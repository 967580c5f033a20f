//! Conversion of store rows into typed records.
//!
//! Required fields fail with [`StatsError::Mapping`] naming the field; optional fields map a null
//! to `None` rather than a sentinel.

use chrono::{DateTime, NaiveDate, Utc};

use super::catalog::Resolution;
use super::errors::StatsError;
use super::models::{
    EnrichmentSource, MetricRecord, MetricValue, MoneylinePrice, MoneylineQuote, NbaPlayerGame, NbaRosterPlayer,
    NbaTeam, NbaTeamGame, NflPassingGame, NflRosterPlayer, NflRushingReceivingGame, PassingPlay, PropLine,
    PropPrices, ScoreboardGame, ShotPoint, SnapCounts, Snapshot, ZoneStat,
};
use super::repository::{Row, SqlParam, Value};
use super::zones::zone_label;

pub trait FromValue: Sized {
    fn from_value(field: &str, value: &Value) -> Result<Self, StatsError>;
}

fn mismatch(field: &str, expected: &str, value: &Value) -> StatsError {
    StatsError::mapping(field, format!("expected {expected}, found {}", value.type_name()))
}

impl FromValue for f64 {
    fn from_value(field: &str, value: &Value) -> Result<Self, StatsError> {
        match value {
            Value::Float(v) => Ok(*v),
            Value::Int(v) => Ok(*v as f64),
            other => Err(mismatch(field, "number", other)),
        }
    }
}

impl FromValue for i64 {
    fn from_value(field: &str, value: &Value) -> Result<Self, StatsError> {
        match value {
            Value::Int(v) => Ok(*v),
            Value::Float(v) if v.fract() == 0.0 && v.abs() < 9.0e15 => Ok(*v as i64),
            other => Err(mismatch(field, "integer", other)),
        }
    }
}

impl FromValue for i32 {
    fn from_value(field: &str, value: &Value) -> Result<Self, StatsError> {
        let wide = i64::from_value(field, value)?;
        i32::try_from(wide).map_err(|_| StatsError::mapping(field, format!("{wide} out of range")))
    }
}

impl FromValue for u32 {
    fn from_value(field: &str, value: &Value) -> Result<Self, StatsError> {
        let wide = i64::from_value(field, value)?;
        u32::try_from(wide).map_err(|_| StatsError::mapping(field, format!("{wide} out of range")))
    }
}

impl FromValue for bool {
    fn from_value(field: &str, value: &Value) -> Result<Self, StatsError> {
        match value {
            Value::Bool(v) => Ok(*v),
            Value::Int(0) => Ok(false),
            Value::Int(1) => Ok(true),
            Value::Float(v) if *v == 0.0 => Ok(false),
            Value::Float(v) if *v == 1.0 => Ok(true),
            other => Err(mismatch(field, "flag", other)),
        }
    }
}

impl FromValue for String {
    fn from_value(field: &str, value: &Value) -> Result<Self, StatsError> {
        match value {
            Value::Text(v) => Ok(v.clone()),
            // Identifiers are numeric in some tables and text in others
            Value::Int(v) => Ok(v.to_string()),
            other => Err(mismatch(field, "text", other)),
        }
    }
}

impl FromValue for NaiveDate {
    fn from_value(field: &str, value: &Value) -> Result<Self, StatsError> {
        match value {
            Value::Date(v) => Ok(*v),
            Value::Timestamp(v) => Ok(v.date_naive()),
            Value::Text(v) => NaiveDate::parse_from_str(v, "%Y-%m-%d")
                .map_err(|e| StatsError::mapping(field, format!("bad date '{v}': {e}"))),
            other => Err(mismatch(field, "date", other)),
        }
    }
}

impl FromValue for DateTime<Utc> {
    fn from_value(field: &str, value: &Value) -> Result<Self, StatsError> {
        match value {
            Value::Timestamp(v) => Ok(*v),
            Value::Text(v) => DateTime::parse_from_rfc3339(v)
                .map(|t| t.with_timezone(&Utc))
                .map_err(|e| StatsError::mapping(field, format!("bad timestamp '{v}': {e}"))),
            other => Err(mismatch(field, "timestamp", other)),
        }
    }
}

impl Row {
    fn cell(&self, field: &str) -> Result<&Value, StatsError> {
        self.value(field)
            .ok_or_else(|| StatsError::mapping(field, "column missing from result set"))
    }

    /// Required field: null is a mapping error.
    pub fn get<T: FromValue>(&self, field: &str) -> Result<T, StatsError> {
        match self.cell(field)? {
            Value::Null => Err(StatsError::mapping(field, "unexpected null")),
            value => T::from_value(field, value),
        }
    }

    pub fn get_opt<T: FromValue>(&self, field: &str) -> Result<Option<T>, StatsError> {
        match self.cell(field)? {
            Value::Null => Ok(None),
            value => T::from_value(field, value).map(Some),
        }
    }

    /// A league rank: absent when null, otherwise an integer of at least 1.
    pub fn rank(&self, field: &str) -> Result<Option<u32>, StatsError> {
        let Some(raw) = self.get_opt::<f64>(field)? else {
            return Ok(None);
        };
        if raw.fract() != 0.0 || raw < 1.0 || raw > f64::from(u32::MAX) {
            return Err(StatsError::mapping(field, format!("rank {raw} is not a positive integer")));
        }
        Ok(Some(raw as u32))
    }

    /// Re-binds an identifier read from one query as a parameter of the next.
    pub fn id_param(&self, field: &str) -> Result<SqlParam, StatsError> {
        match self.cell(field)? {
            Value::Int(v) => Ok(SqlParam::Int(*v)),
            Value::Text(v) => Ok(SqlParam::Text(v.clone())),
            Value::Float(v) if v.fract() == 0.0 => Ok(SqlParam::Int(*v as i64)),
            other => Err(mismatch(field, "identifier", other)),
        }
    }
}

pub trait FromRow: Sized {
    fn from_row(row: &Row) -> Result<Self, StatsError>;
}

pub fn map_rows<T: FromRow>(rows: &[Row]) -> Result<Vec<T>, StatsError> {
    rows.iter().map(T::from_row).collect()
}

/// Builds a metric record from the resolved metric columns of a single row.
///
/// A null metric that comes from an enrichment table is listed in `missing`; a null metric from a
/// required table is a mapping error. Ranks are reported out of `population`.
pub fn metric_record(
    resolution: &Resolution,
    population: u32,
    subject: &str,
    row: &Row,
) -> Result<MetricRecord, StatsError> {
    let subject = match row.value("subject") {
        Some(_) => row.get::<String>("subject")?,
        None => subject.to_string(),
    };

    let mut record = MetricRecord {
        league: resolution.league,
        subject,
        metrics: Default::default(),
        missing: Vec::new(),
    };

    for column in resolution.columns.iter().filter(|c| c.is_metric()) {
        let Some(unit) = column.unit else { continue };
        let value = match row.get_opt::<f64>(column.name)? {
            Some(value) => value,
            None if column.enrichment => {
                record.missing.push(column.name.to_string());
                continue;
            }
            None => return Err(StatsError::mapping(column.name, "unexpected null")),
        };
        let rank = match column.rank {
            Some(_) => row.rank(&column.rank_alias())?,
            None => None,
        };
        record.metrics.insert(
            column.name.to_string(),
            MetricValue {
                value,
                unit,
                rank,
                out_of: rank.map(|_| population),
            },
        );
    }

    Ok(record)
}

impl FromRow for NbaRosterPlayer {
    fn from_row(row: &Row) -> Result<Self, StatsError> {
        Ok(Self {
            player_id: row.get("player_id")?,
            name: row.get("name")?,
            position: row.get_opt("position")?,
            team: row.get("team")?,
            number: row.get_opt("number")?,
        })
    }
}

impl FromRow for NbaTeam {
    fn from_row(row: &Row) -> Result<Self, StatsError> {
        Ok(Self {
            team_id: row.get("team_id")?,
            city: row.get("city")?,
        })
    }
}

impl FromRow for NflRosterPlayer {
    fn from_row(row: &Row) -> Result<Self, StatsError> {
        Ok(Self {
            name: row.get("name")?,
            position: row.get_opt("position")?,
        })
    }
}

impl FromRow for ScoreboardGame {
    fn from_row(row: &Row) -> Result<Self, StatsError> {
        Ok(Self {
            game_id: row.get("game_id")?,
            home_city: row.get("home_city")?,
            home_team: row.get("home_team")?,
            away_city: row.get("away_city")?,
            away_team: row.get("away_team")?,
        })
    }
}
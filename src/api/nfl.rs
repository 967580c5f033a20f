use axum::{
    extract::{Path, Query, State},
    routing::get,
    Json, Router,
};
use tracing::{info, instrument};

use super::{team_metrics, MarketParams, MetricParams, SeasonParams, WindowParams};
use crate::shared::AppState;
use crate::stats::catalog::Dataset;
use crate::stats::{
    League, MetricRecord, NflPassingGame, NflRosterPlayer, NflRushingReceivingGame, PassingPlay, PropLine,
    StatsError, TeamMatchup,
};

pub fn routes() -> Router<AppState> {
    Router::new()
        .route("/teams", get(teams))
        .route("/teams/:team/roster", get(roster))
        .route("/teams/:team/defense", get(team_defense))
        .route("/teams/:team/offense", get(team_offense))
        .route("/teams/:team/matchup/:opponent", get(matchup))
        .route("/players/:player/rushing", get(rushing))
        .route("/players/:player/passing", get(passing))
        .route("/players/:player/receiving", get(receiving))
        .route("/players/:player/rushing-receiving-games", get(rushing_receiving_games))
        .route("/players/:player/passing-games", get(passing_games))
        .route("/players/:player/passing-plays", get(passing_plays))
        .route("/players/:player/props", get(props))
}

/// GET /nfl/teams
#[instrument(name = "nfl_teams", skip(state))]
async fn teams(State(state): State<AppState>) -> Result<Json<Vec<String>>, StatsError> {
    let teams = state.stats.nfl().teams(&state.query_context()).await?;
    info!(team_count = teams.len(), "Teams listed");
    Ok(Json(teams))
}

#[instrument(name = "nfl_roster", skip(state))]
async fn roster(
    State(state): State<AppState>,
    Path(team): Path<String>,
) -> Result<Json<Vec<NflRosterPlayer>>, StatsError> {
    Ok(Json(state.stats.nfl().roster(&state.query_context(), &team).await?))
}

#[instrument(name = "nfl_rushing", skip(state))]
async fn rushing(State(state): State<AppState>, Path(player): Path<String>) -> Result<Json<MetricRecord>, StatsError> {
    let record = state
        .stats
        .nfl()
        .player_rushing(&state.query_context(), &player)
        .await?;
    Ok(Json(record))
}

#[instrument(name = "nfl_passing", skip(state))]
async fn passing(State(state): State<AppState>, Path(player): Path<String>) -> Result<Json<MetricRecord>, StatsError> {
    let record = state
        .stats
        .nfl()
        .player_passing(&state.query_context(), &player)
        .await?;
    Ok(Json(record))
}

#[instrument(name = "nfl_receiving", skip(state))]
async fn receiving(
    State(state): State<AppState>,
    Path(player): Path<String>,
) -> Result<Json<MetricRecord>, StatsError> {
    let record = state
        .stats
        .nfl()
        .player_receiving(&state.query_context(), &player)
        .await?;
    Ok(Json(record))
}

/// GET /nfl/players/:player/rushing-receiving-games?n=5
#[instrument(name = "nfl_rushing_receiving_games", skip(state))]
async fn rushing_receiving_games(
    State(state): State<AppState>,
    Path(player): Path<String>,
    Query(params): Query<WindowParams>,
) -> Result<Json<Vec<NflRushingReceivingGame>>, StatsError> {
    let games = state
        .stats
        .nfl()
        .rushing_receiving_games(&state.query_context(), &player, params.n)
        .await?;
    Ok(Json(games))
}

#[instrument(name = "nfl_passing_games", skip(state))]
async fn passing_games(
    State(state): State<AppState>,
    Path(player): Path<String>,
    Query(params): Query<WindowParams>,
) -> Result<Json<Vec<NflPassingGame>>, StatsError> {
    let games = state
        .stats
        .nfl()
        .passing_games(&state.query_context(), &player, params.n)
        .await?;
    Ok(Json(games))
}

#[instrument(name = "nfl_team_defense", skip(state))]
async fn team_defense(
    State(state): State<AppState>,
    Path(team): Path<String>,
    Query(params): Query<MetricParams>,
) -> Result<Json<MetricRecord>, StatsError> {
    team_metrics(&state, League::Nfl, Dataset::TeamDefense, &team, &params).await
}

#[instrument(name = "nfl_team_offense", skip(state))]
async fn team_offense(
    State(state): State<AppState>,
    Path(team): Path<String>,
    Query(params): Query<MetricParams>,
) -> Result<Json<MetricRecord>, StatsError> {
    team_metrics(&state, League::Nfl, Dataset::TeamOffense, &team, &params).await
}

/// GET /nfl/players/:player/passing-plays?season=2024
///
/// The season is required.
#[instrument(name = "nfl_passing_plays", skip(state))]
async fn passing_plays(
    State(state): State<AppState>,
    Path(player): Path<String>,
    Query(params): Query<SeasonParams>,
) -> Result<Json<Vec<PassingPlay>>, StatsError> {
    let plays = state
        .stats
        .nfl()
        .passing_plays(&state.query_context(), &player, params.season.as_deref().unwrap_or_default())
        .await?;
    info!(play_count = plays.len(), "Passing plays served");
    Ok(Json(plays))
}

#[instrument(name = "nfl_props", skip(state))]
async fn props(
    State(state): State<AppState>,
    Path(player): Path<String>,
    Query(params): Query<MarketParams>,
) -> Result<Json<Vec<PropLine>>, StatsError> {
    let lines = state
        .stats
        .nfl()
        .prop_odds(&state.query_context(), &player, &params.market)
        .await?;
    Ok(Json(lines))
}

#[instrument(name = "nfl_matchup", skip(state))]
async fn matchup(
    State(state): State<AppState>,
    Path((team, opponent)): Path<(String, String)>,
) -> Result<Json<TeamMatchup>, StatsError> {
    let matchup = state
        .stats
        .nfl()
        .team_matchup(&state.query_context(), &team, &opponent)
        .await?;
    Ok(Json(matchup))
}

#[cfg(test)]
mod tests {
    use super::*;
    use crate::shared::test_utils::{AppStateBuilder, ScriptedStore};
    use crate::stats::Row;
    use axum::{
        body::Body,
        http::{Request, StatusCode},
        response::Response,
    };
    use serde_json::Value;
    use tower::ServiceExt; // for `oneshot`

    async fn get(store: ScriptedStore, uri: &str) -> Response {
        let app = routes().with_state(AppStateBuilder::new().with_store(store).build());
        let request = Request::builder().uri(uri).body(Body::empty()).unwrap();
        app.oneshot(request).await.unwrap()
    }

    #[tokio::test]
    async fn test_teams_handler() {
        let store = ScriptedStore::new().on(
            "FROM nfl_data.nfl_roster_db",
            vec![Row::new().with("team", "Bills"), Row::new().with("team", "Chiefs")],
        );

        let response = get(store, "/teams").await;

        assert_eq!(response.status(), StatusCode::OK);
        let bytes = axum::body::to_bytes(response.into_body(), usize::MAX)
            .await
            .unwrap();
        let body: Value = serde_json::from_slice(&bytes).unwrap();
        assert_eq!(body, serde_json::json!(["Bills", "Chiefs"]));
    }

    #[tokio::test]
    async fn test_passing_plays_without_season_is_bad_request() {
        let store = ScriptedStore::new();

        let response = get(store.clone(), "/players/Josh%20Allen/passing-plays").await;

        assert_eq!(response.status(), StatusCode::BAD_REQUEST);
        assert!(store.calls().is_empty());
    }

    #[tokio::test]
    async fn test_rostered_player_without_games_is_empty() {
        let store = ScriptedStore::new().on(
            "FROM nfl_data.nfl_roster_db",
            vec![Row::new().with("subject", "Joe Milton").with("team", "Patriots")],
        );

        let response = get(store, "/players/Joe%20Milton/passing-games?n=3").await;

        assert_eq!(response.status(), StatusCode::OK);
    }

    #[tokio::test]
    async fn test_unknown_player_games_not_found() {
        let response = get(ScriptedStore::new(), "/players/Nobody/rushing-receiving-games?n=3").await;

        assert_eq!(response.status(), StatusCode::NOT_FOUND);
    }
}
────────────────────────────────────────
▸ **Task**: Find the word "false" in the entries above, then copy each line that holds it.

▸ **Solution for this exercise**:
            Value::Int(0) => Ok(false),
            Value::Float(v) if *v == 0.0 => Ok(false),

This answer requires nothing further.